Voici des extraits du travail

Message aux professeurs et aux élèves

Il y a des élèves[1] qui disent aux professeurs des mots comme
" Crève, salope" (= mourir[2])
" Ta gueule" (= ferme-la, tais-toi)
" Tu piges du cul" (= Vous ne comprenez pas)
" Tu louches ou quoi" (= Vous ne voyez pas)
" Tu fais chier" (= vous m’énervez, vous m’écoutez pas)
" Pute" ou " Putain" (= fille qui baise pour de l’argent - prostitution)

Nous disons aux élèves qu’on n’a pas le droit d’insulter un professeur, de le tutoyer.
Il y a des professeurs qui nous insultent : "Pauvre conne", "Vous êtes chiantes", "T’es bête comme mes pieds", "Tu vas ramasser une claque », "Vous êtes des animaux", "Cette classe est un zoo", "Tu as nettoyé les trottoirs de Molenbeek avec ton T shirt ?", "Moi, habiter ici à Molenbeek, ? Avec tous ces marocains ?! Non. »
"Je me demande bien ce que tu fous ici dans cette classe"
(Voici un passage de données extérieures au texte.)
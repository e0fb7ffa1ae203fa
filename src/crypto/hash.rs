//! Hash chain used by address derivation.
//!
//! Every function builds and drops its own hasher; no hashing state is shared
//! between stages.

use ripemd::Ripemd160;
use sha2::{Digest, Sha256};

/// Length of the content digest.
pub const CONTENT_DIGEST_LEN: usize = 20;

/// Length of the checksum appended to the versioned payload.
pub const CHECKSUM_LEN: usize = 4;

/// Compute SHA-256 hash
#[inline]
pub fn sha256(data: &[u8]) -> [u8; 32] {
    Sha256::digest(data).into()
}

/// Compute double SHA-256 hash
#[inline]
pub fn double_sha256(data: &[u8]) -> [u8; 32] {
    sha256(&sha256(data))
}

/// Compute RIPEMD-160 hash
#[inline]
pub fn ripemd160(data: &[u8]) -> [u8; 20] {
    Ripemd160::digest(data).into()
}

/// Content digest of a serialized public key: RIPEMD-160 of its SHA-256.
#[inline]
pub fn hash160(data: &[u8]) -> [u8; CONTENT_DIGEST_LEN] {
    ripemd160(&sha256(data))
}

/// First four bytes of the double SHA-256 of `payload`.
#[inline]
pub fn checksum(payload: &[u8]) -> [u8; CHECKSUM_LEN] {
    let digest = double_sha256(payload);
    let mut out = [0u8; CHECKSUM_LEN];
    out.copy_from_slice(&digest[..CHECKSUM_LEN]);
    out
}
//! Worker pool management.

use std::sync::atomic::{AtomicBool, Ordering};
use std::sync::Arc;
use std::thread::{self, JoinHandle};
use std::time::{Duration, Instant};

use crossbeam_channel::{bounded, Receiver, Sender};
use tracing::{info, warn};

use crate::config::Config;
use crate::deriver::AddressDeriver;
use crate::error::{Error, Result};
use crate::provider::KeyMaterial;

use super::cpu::{CpuWorker, WorkerStats};

/// Capacity of the result channel.
const RESULT_CHANNEL_CAPACITY: usize = 100;

/// An address produced by a pool worker.
#[derive(Debug, Clone, PartialEq, Eq)]
pub struct GeneratedAddress {
    /// Position in the pool's generation sequence
    pub index: u64,
    /// The Base58 address
    pub address: String,
    /// The ID of the worker that derived this address
    pub worker_id: usize,
}

/// Manages a pool of workers deriving addresses for fresh keys in parallel.
pub struct WorkerPool {
    /// Number of workers
    num_workers: usize,
    /// Addresses requested (0 = until stopped)
    target: u64,
    /// Worker thread handles (Option to allow taking during join)
    handles: Option<Vec<JoinHandle<()>>>,
    /// Channel receiver for results
    result_rx: Receiver<Result<GeneratedAddress>>,
    /// Shared stop flag
    stop_flag: Arc<AtomicBool>,
    /// Shared statistics
    stats: Arc<WorkerStats>,
    /// Start time
    start_time: Instant,
}

impl WorkerPool {
    /// Starts `config.worker_count()` workers producing `target` addresses
    /// (0 = run until stopped) from keys supplied by `keys`.
    pub fn new(config: Config, keys: Arc<dyn KeyMaterial>, target: u64) -> Result<Self> {
        let num_workers = config.worker_count();
        let deriver = AddressDeriver::new(config)?;

        let (result_tx, result_rx) = bounded(RESULT_CHANNEL_CAPACITY);
        let stop_flag = Arc::new(AtomicBool::new(false));
        let stats = Arc::new(WorkerStats::default());

        info!(
            workers = num_workers,
            target,
            curve = %deriver.config().curve,
            version = deriver.config().version,
            "starting address workers"
        );

        let handles = Self::spawn_workers(
            num_workers,
            deriver,
            keys,
            target,
            result_tx,
            stop_flag.clone(),
            stats.clone(),
        )?;

        Ok(Self {
            num_workers,
            target,
            handles: Some(handles),
            result_rx,
            stop_flag,
            stats,
            start_time: Instant::now(),
        })
    }

    /// Spawns worker threads.
    fn spawn_workers(
        num_workers: usize,
        deriver: AddressDeriver,
        keys: Arc<dyn KeyMaterial>,
        target: u64,
        result_tx: Sender<Result<GeneratedAddress>>,
        stop_flag: Arc<AtomicBool>,
        stats: Arc<WorkerStats>,
    ) -> Result<Vec<JoinHandle<()>>> {
        let mut handles = Vec::with_capacity(num_workers);

        for id in 0..num_workers {
            let worker = CpuWorker::new(
                id,
                deriver.clone(),
                keys.clone(),
                target,
                result_tx.clone(),
                stop_flag.clone(),
                stats.clone(),
            );

            let spawned = thread::Builder::new()
                .name(format!("address-worker-{}", id))
                .spawn(move || worker.run());

            match spawned {
                Ok(handle) => handles.push(handle),
                Err(e) => {
                    stop_flag.store(true, Ordering::Relaxed);
                    for handle in handles {
                        let _ = handle.join();
                    }
                    return Err(Error::Spawn(e));
                }
            }
        }

        Ok(handles)
    }

    /// Waits for a result with optional timeout.
    ///
    /// Returns `None` if the timeout expires or every worker has finished.
    pub fn wait_for_result(&self, timeout: Duration) -> Option<Result<GeneratedAddress>> {
        self.result_rx.recv_timeout(timeout).ok()
    }

    /// Attempts to receive a result without blocking.
    pub fn try_recv(&self) -> Option<Result<GeneratedAddress>> {
        self.result_rx.try_recv().ok()
    }

    /// Returns an iterator over results (blocking).
    ///
    /// Ends once all workers have exited.
    pub fn results(&self) -> impl Iterator<Item = Result<GeneratedAddress>> + '_ {
        self.result_rx.iter()
    }

    /// Blocks until the target is reached, returning the addresses in
    /// generation order. The first failure is returned instead.
    pub fn collect(self) -> Result<Vec<GeneratedAddress>> {
        let mut addresses = self.results().collect::<Result<Vec<_>>>()?;
        addresses.sort_by_key(|a| a.index);
        self.join();
        Ok(addresses)
    }

    /// Signals all workers to stop.
    pub fn stop(&self) {
        self.stop_flag.store(true, Ordering::Relaxed);
    }

    /// Waits for all workers to complete.
    pub fn join(mut self) {
        self.shutdown();
    }

    fn shutdown(&mut self) {
        self.stop();
        if let Some(handles) = self.handles.take() {
            for handle in handles {
                if handle.join().is_err() {
                    warn!("address worker panicked");
                }
            }
            info!(
                derived = self.total_derived(),
                failures = self.total_failures(),
                elapsed_ms = self.elapsed().as_millis() as u64,
                "address workers stopped"
            );
        }
    }

    /// Returns the number of workers.
    pub fn num_workers(&self) -> usize {
        self.num_workers
    }

    /// Returns the number of addresses requested (0 = unbounded).
    pub fn target(&self) -> u64 {
        self.target
    }

    /// Returns the total addresses derived across all workers.
    pub fn total_derived(&self) -> u64 {
        self.stats.total_derived()
    }

    /// Returns the total failures across all workers.
    pub fn total_failures(&self) -> u64 {
        self.stats.total_failures()
    }

    /// Returns the elapsed time since the pool was created.
    pub fn elapsed(&self) -> Duration {
        self.start_time.elapsed()
    }

    /// Returns the current derivation rate (addresses per second).
    pub fn addresses_per_second(&self) -> f64 {
        let elapsed = self.elapsed().as_secs_f64();
        if elapsed > 0.0 {
            self.total_derived() as f64 / elapsed
        } else {
            0.0
        }
    }

    /// Returns a clone of the stop flag for external use (e.g., signal handlers).
    pub fn stop_flag_clone(&self) -> Arc<AtomicBool> {
        self.stop_flag.clone()
    }

    /// Returns true if the pool has been signaled to stop.
    pub fn is_stopped(&self) -> bool {
        self.stop_flag.load(Ordering::Relaxed)
    }
}

impl Drop for WorkerPool {
    fn drop(&mut self) {
        self.shutdown();
    }
}

#[cfg(test)]
mod tests {
    use std::collections::HashSet;

    use super::*;
    use crate::crypto::{Curve, PublicPoint};
    use crate::provider::OsKeyMaterial;

    #[test]
    fn test_pool_reaches_target() {
        let config = Config::default().with_workers(4);
        let pool = WorkerPool::new(config, Arc::new(OsKeyMaterial), 20).unwrap();
        assert_eq!(pool.num_workers(), 4);

        let mut addresses = pool.results().collect::<Result<Vec<_>>>().unwrap();
        assert_eq!(addresses.len(), 20);
        assert_eq!(pool.total_derived(), 20);
        assert!(pool.addresses_per_second() > 0.0);
        pool.join();

        addresses.sort_by_key(|a| a.index);
        let indices: Vec<u64> = addresses.iter().map(|a| a.index).collect();
        assert_eq!(indices, (0..20).collect::<Vec<_>>());

        let unique: HashSet<&str> = addresses.iter().map(|a| a.address.as_str()).collect();
        assert_eq!(unique.len(), 20);
        assert!(addresses.iter().all(|a| a.address.starts_with('1')));
    }

    #[test]
    fn test_pool_stops_on_failure() {
        let failing = |_: Curve| -> Result<PublicPoint> {
            Err(Error::KeyGeneration("entropy unavailable".into()))
        };
        let config = Config::default().with_workers(2);
        let pool = WorkerPool::new(config, Arc::new(failing), 0).unwrap();

        let first = pool.wait_for_result(Duration::from_secs(5));
        assert!(matches!(first, Some(Err(Error::KeyGeneration(_)))));
        assert!(pool.is_stopped());
        assert_eq!(pool.total_derived(), 0);
        pool.join();
    }

    #[test]
    fn test_unbounded_pool_stops_on_request() {
        let config = Config::default().with_workers(2);
        let pool = WorkerPool::new(config, Arc::new(OsKeyMaterial), 0).unwrap();

        let first = pool.wait_for_result(Duration::from_secs(5));
        assert!(matches!(first, Some(Ok(_))));

        pool.stop();
        assert!(pool.is_stopped());
        pool.join();
    }

    #[test]
    fn test_undelivered_addresses_not_counted() {
        let config = Config::default().with_workers(4);
        let mut pool = WorkerPool::new(config, Arc::new(OsKeyMaterial), 0).unwrap();

        // Let the channel fill up so workers block on delivery.
        while pool.result_rx.len() < RESULT_CHANNEL_CAPACITY {
            thread::sleep(Duration::from_millis(5));
        }
        pool.stop();
        pool.shutdown();

        assert_eq!(pool.total_derived(), pool.result_rx.len() as u64);
        let delivered = pool.result_rx.try_iter().filter(|r| r.is_ok()).count();
        assert_eq!(delivered, RESULT_CHANNEL_CAPACITY);
    }

    #[test]
    fn test_invalid_config_rejected() {
        let config = Config::default().with_marker(0x03).with_workers(1);
        assert!(matches!(
            WorkerPool::new(config, Arc::new(OsKeyMaterial), 1),
            Err(Error::InvalidKey(_))
        ));

        let config = Config::default().with_workers(0);
        assert!(matches!(
            WorkerPool::new(config, Arc::new(OsKeyMaterial), 1),
            Err(Error::Config(_))
        ));
    }
}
« Ca nous tape la honte. Ca nous rabaisse et nous humilie.

Ensuite, on ressent de l’aversion pour ce prof.
Quand un prof. dit des injures elle nous rabaisse et nous humilie, ensuite toute la classe se moque.
Nous demandons que les professeurs gardent leurs réflexions ou leurs opinions pour eux. Ou alors, ils en font part à l' élève, personnellement et pas devant tout le monde.
Ou bien, au lieu de nous dire tout ça en face, le professeur nous sanctionne ou nous explique ou bien nous demande pourquoi on est comme ça ou comme ça. Et si c’est possible aussi que les professeurs pensent pas tout ça de nous.
Nous pensons que les professeurs existent pour nous éduquer. Pour nous, ça veut dire :
* nous apprendre à découvrir de nouvelles choses
* nous aider à comprendre ce que nous ne comprenons pas
* nous apprendre ce qu’on peut dire et ce qu’on ne peut pas dire
* que les professeurs doivent faire ce qu’il y a de mieux pour nous : s’occuper de nous mais pas, s’occuper de nous et nous abandonner ensuite.
Pour nous, c’est ça le rôle d’un professeur et alors nous ne comprenons pas quand il dit des mots et des phrases qui font mal

Nous demandons que les professeurs ne parlent plus sur notre dos par exemple à d’autres élèves.
Nous demandons d’être respectées donc que les professeurs ne parlent plus derrière le dos des élèves et que les mots que nous, les élèves, nous ne pouvons pas dire, les professeurs aussi ne peuvent pas les dire

Le groupe qui a travaillé au « Quoi faire avec ce travail », propose de d’abord le montrer à la réunion des déléguées du 1er degré[3] pour voir si les autres classes ont aussi des choses à dire à ce propos et pour voir ce qu’on va faire de ce texte.
Au Conseil des déléguées donc, les 2 déléguées de la classe en question expliquent et lisent leur texte, attendent une approbation rapide, une action (non encore précisée) auprès des enseignants. Mais les déléguées de ce Conseil-ci disent qu’elles doivent s’en référer à leur classe "sinon à quoi ça sert qu’elles nous ont élues ?" Chacune repart donc en mission.
Les déléguées de la dite classe pionnière ont peur que l’initiative ne leur échappe et insistent sur le fait qu"’il faut dire que "ça vient de nous"… "Mais les profs, comment le sauront-ils que ça vient de nous ?" Une élève propose : "écrit par les élèves de 2A1 et approuvé par toutes les classes du 1er degré" si elles approuvent.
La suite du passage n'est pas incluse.